GIVEN RECORDS section start

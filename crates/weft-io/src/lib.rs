//! # weft-io
//!
//! The I/O half of the weft runtime:
//!
//! - [`io_manager::IoManager`]: an epoll reactor layered on the
//!   scheduler (its idle path is `epoll_wait` + timer drain; its wake is
//!   a self-pipe byte)
//! - [`fd_manager::FdManager`]: the process-wide per-fd flag registry
//! - [`hook`]: the blocking-style syscall surface that parks fibers
//!   instead of threads
//! - [`net`]: TCP listener/stream convenience wrappers

pub mod fd_context;
pub mod fd_manager;
pub mod hook;
pub mod io_manager;
pub mod net;

// Re-exports
pub use fd_context::{FdContext, IoEvent};
pub use fd_manager::{FdInfo, FdManager, TimeoutKind};
pub use io_manager::IoManager;
pub use net::{Listener, Stream};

GIVEN RECORDS section end

#### ASSIGNMENT
Which of the lines above hold the word "IoManager"? Copy each one.

#### RESULT OF THE TASK
//! - [`io_manager::IoManager`]: an epoll reactor layered on the
pub use io_manager::IoManager;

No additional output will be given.